Assisted-opening folding knives whether by crank, semi-spring assisted mechanism or inertial opening all prove routinely useful as utilitarian tools facilitating independence not merely for average persons, but particularly and specifically for persons with hand or arm disability – or in the case of birth defects or trauma, the simple absence of a hand or limb. Barring them from import (and since many jurisdictions use the Customs definition as the operating definition of switchblades under said jurisdictions ordinances and statutes) possession deprives such individuals of a tool personally and professionally useful on a daily basis for many – in contravention of said American With Disabilities Act.

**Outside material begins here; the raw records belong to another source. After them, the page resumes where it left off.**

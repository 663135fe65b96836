// Feature and device template endpoints, plus device attachment

use serde_json::{Map, Value};
use tracing::debug;

use crate::client::{VmanageClient, decode};
use crate::error::Error;
use crate::lists::update_response;
use crate::models::{
    ActionHandle, AttachRequest, AttachedDevice, DeviceTemplateAttachment, TemplateInput,
    TemplateInputRequest, UpdateResponse,
};

impl VmanageClient {
    // ── Feature templates ────────────────────────────────────────────

    /// `GET template/feature`
    pub async fn list_feature_templates(&self) -> Result<Vec<Value>, Error> {
        debug!("listing feature templates");
        self.get_data("template/feature").await
    }

    /// `GET template/feature/object/{id}`
    pub async fn get_feature_template(&self, id: &str) -> Result<Value, Error> {
        self.get_json(&format!("template/feature/object/{id}")).await
    }

    /// `POST template/feature`
    pub async fn create_feature_template(&self, body: &Value) -> Result<Value, Error> {
        debug!("creating feature template");
        self.post_json("template/feature", body).await
    }

    /// `PUT template/feature/{id}`
    pub async fn update_feature_template(
        &self,
        id: &str,
        body: &Value,
    ) -> Result<UpdateResponse, Error> {
        debug!(id, "updating feature template");
        let resp = self.put_json(&format!("template/feature/{id}"), body).await?;
        update_response(&resp)
    }

    // ── Device templates ─────────────────────────────────────────────

    /// `GET template/device`
    pub async fn list_device_templates(&self) -> Result<Vec<Value>, Error> {
        debug!("listing device templates");
        self.get_data("template/device").await
    }

    /// `GET template/device/object/{id}`
    pub async fn get_device_template(&self, id: &str) -> Result<Value, Error> {
        self.get_json(&format!("template/device/object/{id}")).await
    }

    /// `POST template/device/feature`, or `template/device/cli` for
    /// CLI templates (`configType == "file"`).
    pub async fn create_device_template(&self, body: &Value) -> Result<Value, Error> {
        let endpoint = if body.get("configType").and_then(Value::as_str) == Some("file") {
            "template/device/cli"
        } else {
            "template/device/feature"
        };
        debug!(endpoint, "creating device template");
        self.post_json(endpoint, body).await
    }

    /// `PUT template/device/{id}`
    pub async fn update_device_template(
        &self,
        id: &str,
        body: &Value,
    ) -> Result<UpdateResponse, Error> {
        debug!(id, "updating device template");
        let resp = self.put_json(&format!("template/device/{id}"), body).await?;
        update_response(&resp)
    }

    // ── Attachment ───────────────────────────────────────────────────

    /// `GET template/device/config/attached/{id}`
    pub async fn list_attached_devices(
        &self,
        template_id: &str,
    ) -> Result<Vec<AttachedDevice>, Error> {
        self.get_data(&format!("template/device/config/attached/{template_id}"))
            .await
    }

    /// `POST template/device/config/input`: current variable values of the
    /// given devices for a template.
    pub async fn get_template_input(
        &self,
        template_id: &str,
        device_ids: &[String],
    ) -> Result<TemplateInput, Error> {
        let request = TemplateInputRequest {
            template_id: template_id.to_owned(),
            device_ids: device_ids.to_vec(),
            is_edited: true,
            is_master_edited: false,
        };
        let resp = self
            .post_json("template/device/config/input", &request)
            .await?;
        decode(&resp)
    }

    /// `POST template/device/config/attachfeature`
    pub async fn attach_device_template(
        &self,
        template_id: &str,
        devices: Vec<Map<String, Value>>,
    ) -> Result<ActionHandle, Error> {
        debug!(template_id, devices = devices.len(), "attaching device template");
        let request = AttachRequest {
            device_template_list: vec![DeviceTemplateAttachment {
                template_id: template_id.to_owned(),
                device: devices,
                is_edited: true,
                is_master_edited: false,
            }],
        };
        let resp = self
            .post_json("template/device/config/attachfeature", &request)
            .await?;
        decode(&resp)
    }
}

Further, Congress (whose proper realm any such bar to import falls under) has repeatedly declined to define such knives contraband. It is at best somewhat presumptive for an administrative agency to deign to legislate where Congress has chosen not to tread – and certainly constitutionally questionable.

Finally, courts in such diverse legal climes as California, Texas, Illinois and Michigan have all found the knives you propose to bar as “switchblades” to, in fact, NOT BE SWITCHBLADES. This should be a hint, to even a minimally competent attorney, that regulations to the contrary are an expensive invitation to litigation by the masses – litigation which, like an avalanche, will crush any potential defense.

Moving beyond the legal and constitutional reasoning why this proposed regulatory misadventure is such a very bad idea, we examine economic impact beyond the cost of litigation and damages paid out to injured parties.

Lest it have escaped the Agency’s notice, the kindest possible definition of the U.S. economy at this date is “delicate”. A more accurate description would be “in a deep and worsening depression”.

Consciously setting out to damage an already weak economy by attacking a 5.9 billion dollar industry with 3,881 direct U.S. employees and 19,405 U.S. employees in ancillary operations cannot rationally be considered a positive contribution to the national economy. Keeping those folks employed in their customary occupations, is a good thing.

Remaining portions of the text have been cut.